General information
- Location: Dhansimla, Bankura district, West Bengal India
- Coordinates: 23°16′02″N 87°27′57″E﻿ / ﻿23.267247°N 87.465891°E
- Elevation: 55 metres (180 ft)
- System: Indian Railway
- Owner: Indian Railways
- Operator: South Eastern Railway
- Line: Bankura–Masagram line
- Platforms: 1
- Tracks: 1

Construction
- Structure type: Standard (on-ground station)
- Parking: No

Other information
- Status: Functioning
- Station code: DIM

History
- Opened: 1916
- Closed: 1995
- Rebuilt: 2005
- Electrified: 2018–19
- Former names: Bankura Damodar Railway

Services
| Preceding station | Indian Railways |  |  | Following station |
| Sonamukhi towards ? |  | South Eastern Railway zoneBankura–Masagram line |  | Dhagaria towards ? |

Location

= Dhansimla railway station =

Railway station in West Bengal, India

Dhansimla railway station is a railway station of Bankura–Masagram line under the Adra railway division of South Eastern Railway zone.

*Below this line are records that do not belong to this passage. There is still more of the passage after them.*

impl<T: Document> CollectionClient<T> {
    pub fn builder<C: StoreConnector + 'static>(connector: C) -> CollectionClientBuilder<T> {
        Self::builder_with(Arc::new(connector))
    }

    pub fn builder_with(connector: Arc<dyn StoreConnector>) -> CollectionClientBuilder<T> {
        CollectionClientBuilder {
            connector,
            config: ClientConfig::default(),
            collection_name: None,
            partition_name: None,
            index: None,
            flush_tracker: None,
            _document: PhantomData,
        }
    }

    pub fn new<C: StoreConnector + 'static>(config: ClientConfig, connector: C) -> Result<Self, OrmError> {
        Self::builder(connector).config(config).build()
    }

    pub fn schema(&self) -> &CollectionSchema {
        &self.schema
    }

    pub fn layout(&self) -> &DocumentLayout {
        &self.layout
    }

    pub fn output_fields(&self) -> &[String] {
        &self.output_fields
    }

    pub fn collection_name(&self) -> &str {
        &self.schema.collection_name
    }

    pub fn partition_name(&self) -> &str {
        &self.config.partition_name
    }

    pub fn index_field(&self) -> Option<&str> {
        self.schema.index_field.as_deref()
    }

    pub fn index_spec(&self) -> &IndexSpec {
        &self.index
    }

    pub fn config(&self) -> &ClientConfig {
        &self.config
    }

    pub fn flush_tracker(&self) -> &Arc<FlushTracker> {
        &self.flush_tracker
    }

    /// Normalized store address
    pub fn address(&self) -> &str {
        self.connection.address()
    }

    pub fn connection_strategy(&self) -> ConnectionStrategy {
        self.connection.strategy()
    }

    pub fn state(&self) -> ConnectionState {
        self.connection.state()
    }

    /// Run one remote call under the request timeout
    async fn call<R>(
        &self,
        operation: &'static str,
        future: impl Future<Output = StoreResult<R>>,
    ) -> Result<R, OrmError> {
        match tokio::time::timeout(self.config.request_timeout(), future).await {
            Ok(result) => result.map_err(|source| OrmError::Remote { operation, source }),
            Err(_) => {
                warn!(
                    "⏰ {} on {} timed out after {}ms",
                    operation, self.schema.collection_name, self.config.request_timeout_ms
                );
                Err(OrmError::Timeout {
                    operation,
                    timeout_ms: self.config.request_timeout_ms,
                })
            }
        }
    }

    /// Run a create call, treating "already exists" as success. Returns whether
    /// something was created.
    async fn call_idempotent(
        &self,
        operation: &'static str,
        future: impl Future<Output = StoreResult<()>>,
    ) -> Result<bool, OrmError> {
        match self.call(operation, future).await {
            Ok(()) => Ok(true),
            Err(OrmError::Remote { source, .. }) if source.is_already_exists() => {
                debug!("{} on {}: already exists", operation, self.schema.collection_name);
                Ok(false)
            }
            Err(e) => Err(e),
        }
    }

    async fn acquire(&self) -> Result<Lease, OrmError> {
        self.connection.acquire().await
    }

    /// Ensure the collection, partition and index exist. Safe to call repeatedly.
    pub async fn create(&self) -> Result<(), OrmError> {
        let lease = self.acquire().await?;
        let result = self.create_with(lease.store()).await;
        lease.release().await;
        result
    }

    async fn create_with(&self, store: &dyn RemoteStore) -> Result<(), OrmError> {
        let name = self.schema.collection_name.as_str();
        info!("🆕 Creating collection: {}", name);
        let start_time = Instant::now();

        let created = self
            .call_idempotent(
                "create_collection",
                store.create_collection(&self.schema, self.config.shard_count),
            )
            .await?;
        self.call_idempotent(
            "create_partition",
            store.create_partition(name, &self.config.partition_name),
        )
        .await?;

        if let Some(field) = self.schema.index_field.as_deref() {
            let state = self
                .call("get_index_state", store.get_index_state(name, field))
                .await?;
            if state.is_absent() {
                self.call_idempotent(
                    "create_index",
                    store.create_index(name, field, &self.index, true),
                )
                .await?;
                info!("📇 Created {} index on {}.{}", self.index.index_type, name, field);
            } else {
                debug!("📇 Index on {}.{} is {:?}", name, field, state);
            }
        }

        info!(
            "✅ Collection {}: {} in {}μs",
            name,
            if created { "created" } else { "already present" },
            start_time.elapsed().as_micros()
        );
        Ok(())
    }

    /// Insert documents, then flush according to the flush policy
    pub async fn insert(&self, documents: &[T]) -> Result<InsertOutcome, OrmError> {
        let name = self.schema.collection_name.as_str();
        if documents.is_empty() {
            debug!("📥 Nothing to insert into {}", name);
            return Ok(InsertOutcome::default());
        }

        let outcome = marshal(&self.schema, documents, self.config.dimension_mismatch)?;
        if outcome.row_count == 0 {
            warn!("⚠️ Every row of the batch for {} was dropped", name);
            return Ok(InsertOutcome {
                inserted: 0,
                anomalies: outcome.anomalies,
                flushed: false,
            });
        }

        let lease = self.acquire().await?;
        let result = self.insert_with(lease.store(), &outcome.columns).await;
        lease.release().await;
        let (inserted, flushed) = result?;

        Ok(InsertOutcome {
            inserted,
            anomalies: outcome.anomalies,
            flushed,
        })
    }

    async fn insert_with(
        &self,
        store: &dyn RemoteStore,
        columns: &[Column],
    ) -> Result<(usize, bool), OrmError> {
        let name = self.schema.collection_name.as_str();
        let start_time = Instant::now();

        let inserted = self
            .call(
                "insert",
                store.insert(name, &self.config.partition_name, columns),
            )
            .await?;
        info!(
            "📥 Inserted {} row(s) into {} in {}μs",
            inserted,
            name,
            start_time.elapsed().as_micros()
        );

        let should_flush = match self.config.flush_policy {
            FlushPolicy::Always => {
                self.flush_tracker.record(name);
                true
            }
            FlushPolicy::Throttled => self
                .flush_tracker
                .try_claim(name, self.config.flush_interval()),
            FlushPolicy::Never => false,
        };

        if !should_flush {
            return Ok((inserted, false));
        }
        // The rows are stored already; a failed flush only delays their visibility
        match self.call("flush", store.flush(name, true)).await {
            Ok(()) => {
                debug!("💾 Flushed {}", name);
                Ok((inserted, true))
            }
            Err(e) => {
                self.flush_tracker.forget(name);
                warn!(
                    "⚠️ Flush after inserting {} row(s) into {} failed: {}",
                    inserted, name, e
                );
                Ok((inserted, false))
            }
        }
    }

    /// Flush the collection now, regardless of the flush policy
    pub async fn flush(&self) -> Result<(), OrmError> {
        let name = self.schema.collection_name.as_str();
        let lease = self.acquire().await?;
        let result = self.call("flush", lease.store().flush(name, true)).await;
        lease.release().await;
        result?;
        self.flush_tracker.record(name);
        debug!("💾 Flushed {}", name);
        Ok(())
    }

    /// Search with every query vector of `request`, hits concatenated in query order
    pub async fn search(&self, request: &SearchRequest) -> Result<Vec<Hit<T>>, OrmError> {
        Ok(self
            .search_batch(request)
            .await?
            .into_iter()
            .flatten()
            .collect())
    }

    /// Search with every query vector of `request`, one hit list per query vector
    pub async fn search_batch(&self, request: &SearchRequest) -> Result<Vec<Vec<Hit<T>>>, OrmError> {
        let name = self.schema.collection_name.as_str();
        let vector_field = self
            .schema
            .index_field
            .clone()
            .ok_or_else(|| ConfigError::NoIndexField {
                collection: name.to_string(),
            })?;
        if request.vectors.is_empty() {
            return Ok(Vec::new());
        }

        let top_k = request.top_k.unwrap_or(self.config.search.top_k);
        if top_k == 0 {
            return Err(ConfigError::InvalidValue {
                field: "top_k".to_string(),
                value: top_k.to_string(),
            }
            .into());
        }
        let mut params = self.config.search.params.clone();
        params.extend(request.params.clone());

        let search = VectorSearch {
            collection: name.to_string(),
            partitions: vec![self.config.partition_name.clone()],
            expression: request.expression.clone(),
            output_fields: self.output_fields.clone(),
            vectors: request.vectors.clone(),
            vector_field,
            metric: request
                .metric
                .or(self.config.search.metric)
                .unwrap_or(self.index.metric),
            top_k,
            params,
        };

        debug!(
            "🔍 Searching {} with {} vector(s), top_k {}, metric {}",
            name,
            search.vectors.len(),
            search.top_k,
            search.metric
        );
        let start_time = Instant::now();

        let lease = self.acquire().await?;
        let result = self.search_with(lease.store(), &search).await;
        lease.release().await;
        let results = result?;

        let documents: Vec<Vec<T>> = unmarshal_batch(&self.layout, &results)?;
        let hits: Vec<Vec<Hit<T>>> = documents
            .into_iter()
            .zip(&results)
            .map(|(documents, result)| {
                documents
                    .into_iter()
                    .enumerate()
                    .map(|(row, document)| Hit {
                        document,
                        score: result.scores.get(row).copied(),
                    })
                    .collect()
            })
            .collect();

        info!(
            "🔍 Search on {} returned {} hit(s) in {}μs",
            name,
            hits.iter().map(Vec::len).sum::<usize>(),
            start_time.elapsed().as_micros()
        );
        Ok(hits)
    }

    async fn search_with(
        &self,
        store: &dyn RemoteStore,
        search: &VectorSearch,
    ) -> Result<Vec<crate::columnar::SearchResult>, OrmError> {
        self.call("load_collection", store.load_collection(&search.collection, false))
            .await?;
        self.call("search", store.search(search)).await
    }

    /// Delete documents by primary key; returns the number the store removed
    pub async fn delete(&self, keys: &[PrimaryKey]) -> Result<usize, OrmError> {
        let expected = self.schema.primary_key_type();
        if let Some(key) = keys.iter().find(|k| k.store_type() != expected) {
            return Err(OrmError::UnsupportedKeyType {
                expected: expected.to_string(),
                found: key.store_type().to_string(),
            });
        }
        if keys.is_empty() {
            return Ok(0);
        }

        let key_name = self.schema.primary_key_field.clone();
        let column = match expected {
            StoreType::VarChar => Column::varchar(
                key_name,
                keys.iter()
                    .filter_map(|k| match k {
                        PrimaryKey::VarChar(v) => Some(v.clone()),
                        PrimaryKey::Int64(_) => None,
                    })
                    .collect(),
            ),
            _ => Column::int64(
                key_name,
                keys.iter()
                    .filter_map(|k| match k {
                        PrimaryKey::Int64(v) => Some(*v),
                        PrimaryKey::VarChar(_) => None,
                    })
                    .collect(),
            ),
        };

        let name = self.schema.collection_name.as_str();
        info!("🗑️ Deleting {} key(s) from {}", keys.len(), name);
        let lease = self.acquire().await?;
        let result = self
            .call(
                "delete",
                lease
                    .store()
                    .delete_by_primary_key(name, &self.config.partition_name, &column),
            )
            .await;
        lease.release().await;
        let removed = result?;
        debug!("🗑️ Removed {} row(s) from {}", removed, name);
        Ok(removed)
    }

    /// Delete documents by value: their primary keys are read from the documents
    pub async fn remove(&self, documents: &[T]) -> Result<usize, OrmError> {
        let key_field = self.schema.primary_key_field.as_str();
        let expected = self.schema.primary_key_type();

        let mut keys = Vec::with_capacity(documents.len());
        for (row, document) in documents.iter().enumerate() {
            let value = document
                .field_value(key_field)
                .ok_or_else(|| MarshalError::MissingFieldValue {
                    row,
                    field: key_field.to_string(),
                })?;
            let found = value.semantic_type();
            let key = PrimaryKey::from_field_value(value).ok_or_else(|| {
                OrmError::UnsupportedKeyType {
                    expected: expected.to_string(),
                    found: found.to_string(),
                }
            })?;
            keys.push(key);
        }
        self.delete(&keys).await
    }

    /// Drop the remote collection
    pub async fn drop_collection(&self) -> Result<(), OrmError> {
        let name = self.schema.collection_name.as_str();
        info!("🗑️ Dropping collection: {}", name);
        let lease = self.acquire().await?;
        let result = self
            .call("drop_collection", lease.store().drop_collection(name))
            .await;
        lease.release().await;
        result?;
        self.flush_tracker.forget(name);
        info!("✅ Collection dropped: {}", name);
        Ok(())
    }

    /// Release the cached connection; later operations reconnect
    pub async fn close(&self) -> Result<(), OrmError> {
        self.connection.close().await
    }
}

It is situated at Dhansimla in Bankura district in the Indian state of West Bengal.

== History ==
Old narrow-gauge Bankura–Damodar Railway (also called as Bankura Damodar River Railway) connecting Bankura and Rainagar in Bankura and Bardhaman districts was opened to traffic in sections between 1916 and 1917. In 2005, the 118 kilometers long railway section known as Bankura–Masagram line was converted to broad gauge. The whole track including Dhansimla railway station was electrified in 2018–19.